## EXERCISE OBJECTIVE:
Pull every line containing the word "discard" out of the material below.

## INFORMATION SUPPLIED:
_____

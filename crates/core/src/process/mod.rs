// SPDX-License-Identifier: BUSL-1.1
// Copyright (c) 2026 Alfred Jean LLC

//! Units of work launched through an [`Executor`]
//!
//! A [`Process`] names a registered target and its JSON arguments. Starting
//! it hands both to the context's executor; the worker on the other side
//! rebuilds any primitives it needs from descriptors inside the arguments.

mod executor;
#[cfg(any(test, feature = "test-support"))]
mod fake;
mod local;

use std::collections::BTreeMap;
use std::sync::{Arc, Mutex};
use std::time::Duration;

use serde::{Deserialize, Serialize};

use crate::context::Context;
use crate::error::ProcessError;

pub use executor::{ExecHandle, ExecStatus, Executor, CANCELLED_EXITCODE};
#[cfg(any(test, feature = "test-support"))]
pub use fake::{ExecutorCall, FakeExecutor};
pub use local::{FunctionRegistry, LocalExecutor, WorkerContext, WorkerResult};

/// Lifecycle of a [`Process`]
#[derive(Debug, Clone, Copy, PartialEq, Eq, Serialize, Deserialize)]
#[serde(rename_all = "lowercase")]
pub enum ProcessState {
    Initial,
    Started,
    Finished,
    Errored,
}

impl std::fmt::Display for ProcessState {
    fn fmt(&self, f: &mut std::fmt::Formatter<'_>) -> std::fmt::Result {
        let s = match self {
            ProcessState::Initial => "initial",
            ProcessState::Started => "started",
            ProcessState::Finished => "finished",
            ProcessState::Errored => "errored",
        };
        write!(f, "{}", s)
    }
}

/// Serializable summary of a [`Process`]
#[derive(Debug, Clone, PartialEq, Serialize, Deserialize)]
pub struct ProcessDescriptor {
    pub name: String,
    pub target: String,
    pub args: serde_json::Value,
    pub exec: Option<ExecHandle>,
    pub state: ProcessState,
}

#[derive(Default)]
struct RegistryState {
    counter: u64,
    children: BTreeMap<String, ExecHandle>,
}

/// Started children of one context, by name
#[derive(Clone, Default)]
pub struct ProcessRegistry {
    inner: Arc<Mutex<RegistryState>>,
}

impl ProcessRegistry {
    fn with_state<R>(&self, f: impl FnOnce(&mut RegistryState) -> R) -> R {
        let mut state = self.inner.lock().unwrap_or_else(|e| e.into_inner());
        f(&mut state)
    }

    fn next_name(&self) -> String {
        self.with_state(|s| {
            s.counter += 1;
            format!("Process-{}", s.counter)
        })
    }

    fn add(&self, name: &str, handle: ExecHandle) {
        self.with_state(|s| {
            s.children.insert(name.to_string(), handle);
        });
    }

    fn discard(&self, name: &str) {
        self.with_state(|s| {
            s.children.remove(name);
        });
    }

    fn contains(&self, name: &str) -> bool {
        self.with_state(|s| s.children.contains_key(name))
    }

    /// Names of tracked children, without asking the executor
    pub fn names(&self) -> Vec<String> {
        self.with_state(|s| s.children.keys().cloned().collect())
    }

    /// Poll every tracked child, forget finished ones, return the rest
    pub async fn active(&self, executor: &dyn Executor) -> Result<Vec<String>, ProcessError> {
        let snapshot: Vec<(String, ExecHandle)> = self.with_state(|s| {
            s.children
                .iter()
                .map(|(name, handle)| (name.clone(), handle.clone()))
                .collect()
        });
        let mut alive = Vec::new();
        for (name, handle) in snapshot {
            match executor.poll(&handle).await {
                Ok(status) if status.is_done() => self.discard(&name),
                Ok(_) => alive.push(name),
                // Collected by its process after the snapshot was taken
                Err(_) if !self.contains(&name) => {}
                Err(e) => return Err(e),
            }
        }
        Ok(alive)
    }
}

/// A target function run by the context's executor
pub struct Process {
    ctx: Context,
    name: String,
    target: String,
    args: serde_json::Value,
    exec: Option<ExecHandle>,
    exitcode: Option<i32>,
}

impl Process {
    pub fn new(ctx: &Context, target: &str, args: serde_json::Value) -> Result<Self, ProcessError> {
        if target.is_empty() {
            return Err(ProcessError::UnknownTarget(String::new()));
        }
        Ok(Self {
            ctx: ctx.clone(),
            name: ctx.children().next_name(),
            target: target.to_string(),
            args,
            exec: None,
            exitcode: None,
        })
    }

    pub fn with_name(mut self, name: impl Into<String>) -> Self {
        self.name = name.into();
        self
    }

    pub fn name(&self) -> &str {
        &self.name
    }

    pub fn target(&self) -> &str {
        &self.target
    }

    pub fn exec_handle(&self) -> Option<&ExecHandle> {
        self.exec.as_ref()
    }

    /// State as of the last poll
    pub fn state(&self) -> ProcessState {
        match (&self.exec, self.exitcode) {
            (None, _) => ProcessState::Initial,
            (Some(_), None) => ProcessState::Started,
            (Some(_), Some(0)) => ProcessState::Finished,
            (Some(_), Some(_)) => ProcessState::Errored,
        }
    }

    pub fn descriptor(&self) -> ProcessDescriptor {
        ProcessDescriptor {
            name: self.name.clone(),
            target: self.target.clone(),
            args: self.args.clone(),
            exec: self.exec.clone(),
            state: self.state(),
        }
    }

    fn executor(&self) -> Result<Arc<dyn Executor>, ProcessError> {
        self.ctx
            .executor()
            .cloned()
            .ok_or_else(|| ProcessError::Executor("context has no executor".to_string()))
    }

    fn started(&self) -> Result<&ExecHandle, ProcessError> {
        self.exec.as_ref().ok_or(ProcessError::NotStarted)
    }

    /// Hand the target to the executor; valid once
    pub async fn start(&mut self) -> Result<(), ProcessError> {
        if self.exec.is_some() {
            return Err(ProcessError::AlreadyStarted);
        }
        let executor = self.executor()?;
        let handle = executor.invoke(&self.target, self.args.clone()).await?;
        tracing::info!(process = %self.name, target = %self.target, %handle, "started process");
        self.ctx.children().add(&self.name, handle.clone());
        self.exec = Some(handle);
        Ok(())
    }

    /// Exit code if finished, `None` while running or before start
    pub async fn poll(&mut self) -> Result<Option<i32>, ProcessError> {
        if self.exitcode.is_some() {
            return Ok(self.exitcode);
        }
        let Some(handle) = self.exec.clone() else {
            return Ok(None);
        };
        let status = self.executor()?.poll(&handle).await?;
        if let Some(code) = status.exitcode() {
            if let ExecStatus::Failed(reason) = &status {
                tracing::warn!(process = %self.name, %reason, "process failed");
            }
            self.exitcode = Some(code);
            self.ctx.children().discard(&self.name);
            self.executor()?.forget(&handle);
        }
        Ok(self.exitcode)
    }

    /// Wait for the process to finish; `None` if `timeout` elapsed first
    pub async fn join(&mut self, timeout: Option<Duration>) -> Result<Option<i32>, ProcessError> {
        let handle = self.started()?.clone();
        if self.exitcode.is_some() {
            return Ok(self.exitcode);
        }
        if !self.executor()?.wait(&handle, timeout).await? {
            return Ok(None);
        }
        self.poll().await
    }

    pub async fn is_alive(&mut self) -> Result<bool, ProcessError> {
        if self.exec.is_none() {
            return Ok(false);
        }
        Ok(self.poll().await?.is_none())
    }

    pub async fn exitcode(&mut self) -> Result<Option<i32>, ProcessError> {
        self.poll().await
    }

    /// Ask the executor to cancel the work
    ///
    /// A process that already finished is left alone. Executors that cannot
    /// cancel report [`ProcessError::NotSupported`].
    pub async fn terminate(&mut self) -> Result<(), ProcessError> {
        let handle = self.started()?.clone();
        if self.exitcode.is_some() {
            return Ok(());
        }
        if self.executor()?.cancel(&handle).await? {
            tracing::info!(process = %self.name, "terminated process");
        }
        Ok(())
    }
}

/// Dropping a started process detaches it: the work runs on, untracked
impl Drop for Process {
    fn drop(&mut self) {
        if self.exitcode.is_some() {
            return;
        }
        let Some(handle) = &self.exec else {
            return;
        };
        self.ctx.children().discard(&self.name);
        if let Some(executor) = self.ctx.executor() {
            executor.forget(handle);
        }
    }
}

impl std::fmt::Debug for Process {
    fn fmt(&self, f: &mut std::fmt::Formatter<'_>) -> std::fmt::Result {
        f.debug_struct("Process")
            .field("name", &self.name)
            .field("target", &self.target)
            .field("state", &self.state())
            .finish()
    }
}

#[cfg(test)]
#[path = "process_tests.rs"]
mod tests;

_____

## RESPONSE BOX:
    fn discard(&self, name: &str) {
                Ok(status) if status.is_done() => self.discard(&name),
            self.ctx.children().discard(&self.name);
        self.ctx.children().discard(&self.name);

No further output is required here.